The relative position and angle of the axes is typically uninformative, but various heuristics, such as algorithms that plot data as the maximal total area, can be applied to sort the variables (axes) into relative positions that reveal distinct correlations, trade-offs, and a multitude of other comparative measures.

Advantages

The number of dimensions that can be visualized is only restricted by the horizontal resolution of the screen.
Correlations between variables in the dataset can be spotted easily.

Disadvantage

Level of clutter present in the visualization reduces the amount of useful information one can perceive.

The overlaying of data lines for common data values among data entries
As the axes get closer it may become more difficult to perceive structures or data relations.

pre-processing

determine axes order

heat map

Catlyn Smith | 21 Jan 2020

a map that uses color or some other feature to show an additional dimension, for instance a weather map depicting bands of temperature.
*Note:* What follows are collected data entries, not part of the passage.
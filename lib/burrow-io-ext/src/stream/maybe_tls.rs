/*
 * SPDX-License-Identifier: Apache-2.0
 * Copyright 2025 ByteDance and/or its affiliates.
 */

use std::io::{self, IoSlice};
use std::pin::Pin;
use std::task::{Context, Poll};

use tokio::io::{AsyncRead, AsyncWrite, ReadBuf};
use tokio_rustls::client::TlsStream;

pub enum MaybeTlsStream<S> {
    Plain(S),
    Tls(Box<TlsStream<S>>),
}

impl<S> AsyncRead for MaybeTlsStream<S>
where
    S: AsyncRead + AsyncWrite + Unpin,
{
    fn poll_read(
        self: Pin<&mut Self>,
        cx: &mut Context<'_>,
        buf: &mut ReadBuf<'_>,
    ) -> Poll<io::Result<()>> {
        match self.get_mut() {
            MaybeTlsStream::Plain(s) => Pin::new(s).poll_read(cx, buf),
            MaybeTlsStream::Tls(s) => Pin::new(s.as_mut()).poll_read(cx, buf),
        }
    }
}

impl<S> AsyncWrite for MaybeTlsStream<S>
where
    S: AsyncRead + AsyncWrite + Unpin,
{
    fn poll_write(
        self: Pin<&mut Self>,
        cx: &mut Context<'_>,
        buf: &[u8],
    ) -> Poll<io::Result<usize>> {
        match self.get_mut() {
            MaybeTlsStream::Plain(s) => Pin::new(s).poll_write(cx, buf),
            MaybeTlsStream::Tls(s) => Pin::new(s.as_mut()).poll_write(cx, buf),
        }
    }

    fn poll_flush(self: Pin<&mut Self>, cx: &mut Context<'_>) -> Poll<io::Result<()>> {
        match self.get_mut() {
            MaybeTlsStream::Plain(s) => Pin::new(s).poll_flush(cx),
            MaybeTlsStream::Tls(s) => Pin::new(s.as_mut()).poll_flush(cx),
        }
    }

    fn poll_shutdown(self: Pin<&mut Self>, cx: &mut Context<'_>) -> Poll<io::Result<()>> {
        match self.get_mut() {
            MaybeTlsStream::Plain(s) => Pin::new(s).poll_shutdown(cx),
            MaybeTlsStream::Tls(s) => Pin::new(s.as_mut()).poll_shutdown(cx),
        }
    }

    fn poll_write_vectored(
        self: Pin<&mut Self>,
        cx: &mut Context<'_>,
        bufs: &[IoSlice<'_>],
    ) -> Poll<io::Result<usize>> {
        match self.get_mut() {
            MaybeTlsStream::Plain(s) => Pin::new(s).poll_write_vectored(cx, bufs),
            MaybeTlsStream::Tls(s) => Pin::new(s.as_mut()).poll_write_vectored(cx, bufs),
        }
    }

    fn is_write_vectored(&self) -> bool {
        match self {
            MaybeTlsStream::Plain(s) => s.is_write_vectored(),
            MaybeTlsStream::Tls(s) => s.is_write_vectored(),
        }
    }
}
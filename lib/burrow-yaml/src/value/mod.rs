/*
 * SPDX-License-Identifier: Apache-2.0
 * Copyright 2025 ByteDance and/or its affiliates.
 */

#[cfg(feature = "rustls")]
mod fs;
mod net;
mod primary;

pub use net::as_socks5_proxy;
pub use primary::as_bool;

#[cfg(feature = "rustls")]
mod rustls;

#[cfg(feature = "rustls")]
pub use self::rustls::{
    as_rustls_certificates, as_rustls_client_config_builder, as_rustls_server_name,
};
/*
 * SPDX-License-Identifier: Apache-2.0
 * Copyright 2025 ByteDance and/or its affiliates.
 */

mod error;
pub use error::SocksConnectError;

pub mod v5;
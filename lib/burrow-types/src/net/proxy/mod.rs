/*
 * SPDX-License-Identifier: Apache-2.0
 * Copyright 2025 ByteDance and/or its affiliates.
 */

use std::str::FromStr;

use thiserror::Error;
use url::Url;

use crate::net::{Host, UpstreamAddr};

mod http;
pub use self::http::HttpProxy;

mod socks5;
pub use socks5::{SOCKS5_DEFAULT_PORT, Socks5Proxy};

#[derive(Debug, Error)]
pub enum ProxyParseError {
    #[error("invalid url: {0}")]
    InvalidUrl(#[from] url::ParseError),
    #[error("no host found")]
    NoHostFound,
    #[error("invalid port")]
    InvalidPort,
}

#[derive(Clone, Copy, Debug, Eq, PartialEq)]
pub enum ProxyKind {
    Socks5,
    Http,
}

/// A proxy endpoint, resolved once from a proxy url.
#[derive(Clone, Debug, Eq, PartialEq)]
pub enum Proxy {
    Http(HttpProxy),
    Socks5(Socks5Proxy),
}

impl Proxy {
    pub fn kind(&self) -> ProxyKind {
        match self {
            Proxy::Http(_) => ProxyKind::Http,
            Proxy::Socks5(_) => ProxyKind::Socks5,
        }
    }

    pub fn peer(&self) -> &UpstreamAddr {
        match self {
            Proxy::Http(p) => p.peer(),
            Proxy::Socks5(p) => p.peer(),
        }
    }
}

fn peer_from_url(url: &Url, default_port: u16) -> Result<UpstreamAddr, ProxyParseError> {
    let host = url.host().ok_or(ProxyParseError::NoHostFound)?;
    let host = Host::from(host);
    if host.is_empty() {
        return Err(ProxyParseError::NoHostFound);
    }
    let port = url.port().unwrap_or(default_port);
    if port == 0 {
        return Err(ProxyParseError::InvalidPort);
    }
    Ok(UpstreamAddr::new(host, port))
}

impl TryFrom<&Url> for Proxy {
    type Error = ProxyParseError;

    fn try_from(value: &Url) -> Result<Self, Self::Error> {
        match value.scheme().to_ascii_lowercase().as_str() {
            "socks5" | "socks5h" => {
                let p = Socks5Proxy::from_url_authority(value)?;
                Ok(Proxy::Socks5(p))
            }
            _ => {
                let p = HttpProxy::from_url(value)?;
                Ok(Proxy::Http(p))
            }
        }
    }
}

impl FromStr for Proxy {
    type Err = ProxyParseError;

    fn from_str(s: &str) -> Result<Self, Self::Err> {
        let url = Url::parse(s.trim())?;
        Proxy::try_from(&url)
    }
}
This is a heat map I modeled in Blender. It shows computer predictions of stable DNA strands. 1/15 different data visualizations I'm working on.' -Will Schroeder

Box Plots

Shirley Chen | 21 Jan 2020

Invented by John Tukey, the Box Plot, also known as the box and whisker plot, is a two dimensional plot that shows a point and its first (and sometimes second) standard deviation. It is a useful depiction of the fact that data is often not simply discrete points, but ranges of likelihood. Used in explanatory data analysis to visually show the distribution of numerical data and skewness, the box plot displays the data quartiles (or percentiles) and averages. The median of the data is just the number that is in the middle of the set after it is arranged from least to greatest. The minimum and maximum are the smallest and largest number in the data set. Q1 and Q3 are can be thought of as the median of the data left and right of the median respectively.
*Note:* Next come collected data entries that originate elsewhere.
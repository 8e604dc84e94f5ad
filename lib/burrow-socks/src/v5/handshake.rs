/*
 * SPDX-License-Identifier: Apache-2.0
 * Copyright 2025 ByteDance and/or its affiliates.
 */

use std::fmt;

use bytes::{BufMut, BytesMut};

use burrow_types::net::Host;

use super::{
    ATYP_DOMAIN, ATYP_IPV4, ATYP_IPV6, CMD_TCP_CONNECT, METHOD_NO_AUTH, SOCKS5_VERSION, Socks5Addr,
    Socks5ReplyCode, SocksConnectError,
};

const METHOD_REQUEST: [u8; 3] = [SOCKS5_VERSION, 0x01, METHOD_NO_AUTH];

#[derive(Clone, Copy, Debug, Eq, PartialEq)]
pub enum Socks5HandshakeState {
    Start,
    MethodSent,
    MethodAcked,
    ConnectSent,
    /// Reply header accepted, with the bind address type it announced.
    ///
    /// A domain bind address has its length byte read in this state, the
    /// fixed size ones pass through with an empty read.
    ConnectReplyHeaderRead(u8),
    /// The given number of bind address and port bytes are still to be read.
    AddressConsuming(usize),
    Established,
    Failed,
}

impl Socks5HandshakeState {
    /// How many bytes must be read from the peer before the next transition.
    ///
    /// `None` if the next step is a write, or if the handshake is over.
    pub fn pending_read(&self) -> Option<usize> {
        match self {
            Socks5HandshakeState::MethodSent => Some(2),
            Socks5HandshakeState::ConnectSent => Some(4),
            Socks5HandshakeState::ConnectReplyHeaderRead(ATYP_DOMAIN) => Some(1),
            Socks5HandshakeState::ConnectReplyHeaderRead(_) => Some(0),
            Socks5HandshakeState::AddressConsuming(n) => Some(*n),
            _ => None,
        }
    }

    fn phase(&self) -> &'static str {
        match self {
            Socks5HandshakeState::Start => "method request",
            Socks5HandshakeState::MethodSent => "method reply",
            Socks5HandshakeState::MethodAcked => "connect request",
            Socks5HandshakeState::ConnectSent => "connect reply",
            Socks5HandshakeState::ConnectReplyHeaderRead(_) => "bind address length",
            Socks5HandshakeState::AddressConsuming(_) => "bind address",
            Socks5HandshakeState::Established => "established",
            Socks5HandshakeState::Failed => "failed",
        }
    }
}
/*
 * SPDX-License-Identifier: Apache-2.0
 * Copyright 2025 ByteDance and/or its affiliates.
 */

use anyhow::{Context, anyhow};
use yaml_rust::{Yaml, yaml};

pub fn foreach_kv<F>(table: &yaml::Hash, mut f: F) -> anyhow::Result<()>
where
    F: FnMut(&str, &Yaml) -> anyhow::Result<()>,
{
    for (k, v) in table.iter() {
        if let Yaml::String(key) = k {
            f(key, v).context(format!("failed to parse value of key {key}"))?;
        } else {
            return Err(anyhow!("key in hash should be string"));
        }
    }
    Ok(())
}
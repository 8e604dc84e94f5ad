/*
 * SPDX-License-Identifier: Apache-2.0
 * Copyright 2025 ByteDance and/or its affiliates.
 */

mod time;
pub use time::as_duration;
/*
 * SPDX-License-Identifier: Apache-2.0
 * Copyright 2025 ByteDance and/or its affiliates.
 */

use std::net::{IpAddr, Ipv4Addr};
use std::time::Duration;

use rustls_pki_types::ServerName;

use burrow_types::net::{
    Host, RustlsClientConfig, RustlsClientConfigBuilder, SOCKS5_DEFAULT_PORT, Socks5Proxy,
    UpstreamAddr,
};

#[derive(Clone, Debug, Eq, PartialEq)]
pub struct Socks5DispatcherConfigBuilder {
    proxy: Socks5Proxy,
    tls_client: RustlsClientConfigBuilder,
    tls_name: Option<ServerName<'static>>,
    connect_timeout: Option<Duration>,
    negotiation_timeout: Option<Duration>,
    resolve_locally: bool,
}

pub struct Socks5DispatcherConfig {
    pub(crate) proxy: Socks5Proxy,
    pub(crate) tls_client: RustlsClientConfig,
    pub(crate) tls_name: Option<ServerName<'static>>,
    pub(crate) connect_timeout: Option<Duration>,
    pub(crate) negotiation_timeout: Option<Duration>,
    pub(crate) resolve_locally: bool,
}

impl Default for Socks5DispatcherConfigBuilder {
    fn default() -> Self {
        Socks5DispatcherConfigBuilder::new(Socks5Proxy::new(
            UpstreamAddr::new(Host::Ip(IpAddr::V4(Ipv4Addr::LOCALHOST)), SOCKS5_DEFAULT_PORT),
            false,
        ))
    }
}

impl Socks5DispatcherConfigBuilder {
    pub fn new(proxy: Socks5Proxy) -> Self {
        Socks5DispatcherConfigBuilder {
            proxy,
            tls_client: RustlsClientConfigBuilder::default(),
            tls_name: None,
            connect_timeout: None,
            negotiation_timeout: None,
            resolve_locally: false,
        }
    }

    pub fn set_proxy(&mut self, proxy: Socks5Proxy) {
        self.proxy = proxy;
    }

    #[inline]
    pub fn proxy(&self) -> &Socks5Proxy {
        &self.proxy
    }

    pub fn set_tls_client(&mut self, tls: RustlsClientConfigBuilder) {
        self.tls_client = tls;
    }

    /// Default server name for https targets without an explicit one.
    pub fn set_tls_name(&mut self, name: ServerName<'static>) {
        self.tls_name = Some(name);
    }

    pub fn set_connect_timeout(&mut self, timeout: Duration) {
        self.connect_timeout = Some(timeout);
    }

    pub fn set_negotiation_timeout(&mut self, timeout: Duration) {
        self.negotiation_timeout = Some(timeout);
    }

    /// Resolve target domains before sending them to the proxy.
    pub fn set_resolve_locally(&mut self, enable: bool) {
        self.resolve_locally = enable;
    }

    pub fn build(&self) -> anyhow::Result<Socks5DispatcherConfig> {
        let tls_client = self.tls_client.build()?;
        Ok(Socks5DispatcherConfig {
            proxy: self.proxy.clone(),
            tls_client,
            tls_name: self.tls_name.clone(),
            connect_timeout: self.connect_timeout,
            negotiation_timeout: self.negotiation_timeout,
            resolve_locally: self.resolve_locally,
        })
    }
}

impl Socks5DispatcherConfig {
    #[inline]
    pub fn proxy(&self) -> &Socks5Proxy {
        &self.proxy
    }

    #[inline]
    pub fn resolve_locally(&self) -> bool {
        self.resolve_locally
    }

    #[inline]
    pub fn connect_timeout(&self) -> Option<Duration> {
        self.connect_timeout
    }

    #[inline]
    pub fn negotiation_timeout(&self) -> Option<Duration> {
        self.negotiation_timeout
    }
}
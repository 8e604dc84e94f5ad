/*
 * SPDX-License-Identifier: Apache-2.0
 * Copyright 2025 ByteDance and/or its affiliates.
 */

use std::net::{IpAddr, Ipv4Addr, Ipv6Addr};

use bytes::{BufMut, Bytes, BytesMut};

use burrow_types::net::Host;

use super::{ATYP_DOMAIN, ATYP_IPV4, ATYP_IPV6, SocksConnectError};

const DOMAIN_MAX_LEN: usize = u8::MAX as usize;

/// Wire form of a destination address, ATYP excluded.
#[derive(Clone, Copy, Debug, Eq, PartialEq)]
pub enum Socks5Addr<'a> {
    Ipv4(Ipv4Addr),
    Ipv6(Ipv6Addr),
    Domain(&'a str),
}

impl<'a> Socks5Addr<'a> {
    pub fn from_host(host: &'a Host) -> Result<Self, SocksConnectError> {
        match host {
            Host::Ip(IpAddr::V4(ip4)) => Ok(Socks5Addr::Ipv4(*ip4)),
            Host::Ip(IpAddr::V6(ip6)) => Ok(Socks5Addr::Ipv6(*ip6)),
            Host::Domain(domain) => {
                if domain.len() > DOMAIN_MAX_LEN {
                    return Err(SocksConnectError::HostnameTooLong(domain.len()));
                }
                Ok(Socks5Addr::Domain(domain))
            }
        }
    }

    pub const fn atyp(&self) -> u8 {
        match self {
            Socks5Addr::Ipv4(_) => ATYP_IPV4,
            Socks5Addr::Ipv6(_) => ATYP_IPV6,
            Socks5Addr::Domain(_) => ATYP_DOMAIN,
        }
    }

    pub fn encoded_len(&self) -> usize {
        match self {
            Socks5Addr::Ipv4(_) => 4,
            Socks5Addr::Ipv6(_) => 16,
            Socks5Addr::Domain(domain) => 1 + domain.len(),
        }
    }

    /// Append the address bytes, with the length prefix for domains.
    pub fn put_to<B: BufMut>(&self, buf: &mut B) {
        match self {
            Socks5Addr::Ipv4(ip4) => buf.put_slice(&ip4.octets()),
            Socks5Addr::Ipv6(ip6) => buf.put_slice(&ip6.octets()),
            Socks5Addr::Domain(domain) => {
                // length checked at construction
                buf.put_u8(domain.len() as u8);
                buf.put_slice(domain.as_bytes());
            }
        }
    }
}

/// Classify `hostname` and return its ATYP and address bytes.
pub fn encode_hostname(hostname: &str) -> Result<(u8, Bytes), SocksConnectError> {
    let host = Host::classify(hostname);
    let addr = Socks5Addr::from_host(&host)?;
    let mut buf = BytesMut::with_capacity(addr.encoded_len());
    addr.put_to(&mut buf);
    Ok((addr.atyp(), buf.freeze()))
}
Box plots divide a set of data into sections that each contain approximately 25% of data in that set. Containing 50% of the data within, the box between the whiskers shows the interquartile range (IQR) which can be found by subtracting Q1 from Q3. From the position of the median and box, the distribution of the data can then be determined to be either normal (symmetrical) or skewed (left or right).
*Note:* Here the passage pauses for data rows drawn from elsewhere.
/*
 * SPDX-License-Identifier: Apache-2.0
 * Copyright 2025 ByteDance and/or its affiliates.
 */

/// Load the first document of a yaml string, for use in tests.
#[macro_export]
macro_rules! yaml_doc {
    ($s:expr) => {
        $crate::yaml_rust::YamlLoader::load_from_str($s)
            .unwrap()
            .into_iter()
            .next()
            .unwrap()
    };
}

/// Build a yaml string value, for use in tests.
#[macro_export]
macro_rules! yaml_str {
    ($s:expr) => {
        $crate::yaml_rust::Yaml::String($s.to_string())
    };
}
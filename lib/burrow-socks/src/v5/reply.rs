/*
 * SPDX-License-Identifier: Apache-2.0
 * Copyright 2025 ByteDance and/or its affiliates.
 */

use std::fmt;

/// The REP field of a connect reply.
#[derive(Clone, Copy, Debug, Eq, PartialEq)]
pub enum Socks5ReplyCode {
    Succeeded,
    GeneralServerFailure,
    ForbiddenByRule,
    NetworkUnreachable,
    HostUnreachable,
    ConnectionRefused,
    TtlExpired,
    CommandNotSupported,
    AddressTypeNotSupported,
    ConnectionTimedOut,
    Unassigned(u8),
}

impl Socks5ReplyCode {
    pub const fn code(&self) -> u8 {
        match self {
            Socks5ReplyCode::Succeeded => 0x00,
            Socks5ReplyCode::GeneralServerFailure => 0x01,
            Socks5ReplyCode::ForbiddenByRule => 0x02,
            Socks5ReplyCode::NetworkUnreachable => 0x03,
            Socks5ReplyCode::HostUnreachable => 0x04,
            Socks5ReplyCode::ConnectionRefused => 0x05,
            Socks5ReplyCode::TtlExpired => 0x06,
            Socks5ReplyCode::CommandNotSupported => 0x07,
            Socks5ReplyCode::AddressTypeNotSupported => 0x08,
            Socks5ReplyCode::ConnectionTimedOut => 0x09,
            Socks5ReplyCode::Unassigned(n) => *n,
        }
    }

    pub const fn message(&self) -> &'static str {
        match self {
            // from rfc1928
            Socks5ReplyCode::Succeeded => "succeeded",
            Socks5ReplyCode::GeneralServerFailure => "general SOCKS server failure",
            Socks5ReplyCode::ForbiddenByRule => "connection not allowed by ruleset",
            Socks5ReplyCode::NetworkUnreachable => "network unreachable",
            Socks5ReplyCode::HostUnreachable => "host unreachable",
            Socks5ReplyCode::ConnectionRefused => "connection refused",
            Socks5ReplyCode::TtlExpired => "TTL expired",
            Socks5ReplyCode::CommandNotSupported => "command not supported",
            Socks5ReplyCode::AddressTypeNotSupported => "address type not supported",
            // from socks-6-09
            Socks5ReplyCode::ConnectionTimedOut => "connection attempt timed out",
            Socks5ReplyCode::Unassigned(_) => "unassigned reply code",
        }
    }
}

impl From<u8> for Socks5ReplyCode {
    fn from(code: u8) -> Self {
        match code {
            0x00 => Socks5ReplyCode::Succeeded,
            0x01 => Socks5ReplyCode::GeneralServerFailure,
            0x02 => Socks5ReplyCode::ForbiddenByRule,
            0x03 => Socks5ReplyCode::NetworkUnreachable,
            0x04 => Socks5ReplyCode::HostUnreachable,
            0x05 => Socks5ReplyCode::ConnectionRefused,
            0x06 => Socks5ReplyCode::TtlExpired,
            0x07 => Socks5ReplyCode::CommandNotSupported,
            0x08 => Socks5ReplyCode::AddressTypeNotSupported,
            0x09 => Socks5ReplyCode::ConnectionTimedOut,
            n => Socks5ReplyCode::Unassigned(n),
        }
    }
}

impl fmt::Display for Socks5ReplyCode {
    fn fmt(&self, f: &mut fmt::Formatter<'_>) -> fmt::Result {
        write!(f, "{} (code {})", self.message(), self.code())
    }
}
Box plots are also a good way to determine outliers within a set of data. Data points that are located outside the whiskers are called outliers and they are either smaller than Q1 by at least 1.5 times the IQR or larger than Q3 by at least 1.5 by at least 1.5 times the IQR.

And finally, box plots can be used to compare and contrast the dispersion between different samples of data. The longer the box the more dispersed the data is and the shorter the box the less dispersed. Another type of dispersion can be seen with the lengths of the whiskers between samples as the two ends show the range of a set of data. Larger range indicates a wider distribution and thus, more scattered data.

Numeric Matrix / Half Matrix

Zichen Oliver Yuan | 21 Jan 2020

matrix - any two dimensional set of numbers, colors, intensities, sized dots, or other glyphs.

half matrix - where only half a matrix is shown, usually used for similarities, or where two items are being compared against one another (i.e. the D' table). Only half the matrix is needed because it is the same when reflected across its diagonal.

Tree/Graph

Benjamin Kim | 21 Jan 2020

A graph has finite sets of vertices and edges. Vertices are otherwise referred to as nodes, and two of these are connected by an edge like shown in the above image. A tree has a set of nodes, but not necessarily edges. Instead, it has one specific node called the root: this would be "1" in the above picture. The other nodes branch off into subtrees of the root. These disconnected subtrees in graph theory can be interpreted as sets of data: T_n . As opposed to graphs, trees usually have a sense of visual hierarchy in its presentation. Below show examples of how graphs and trees are used in real life to make a better sense of the two:

Graph of familial connections/relationships

Trees can be used in making decisions. This kind of diagram can be used to categorize a set of unorganized raw data.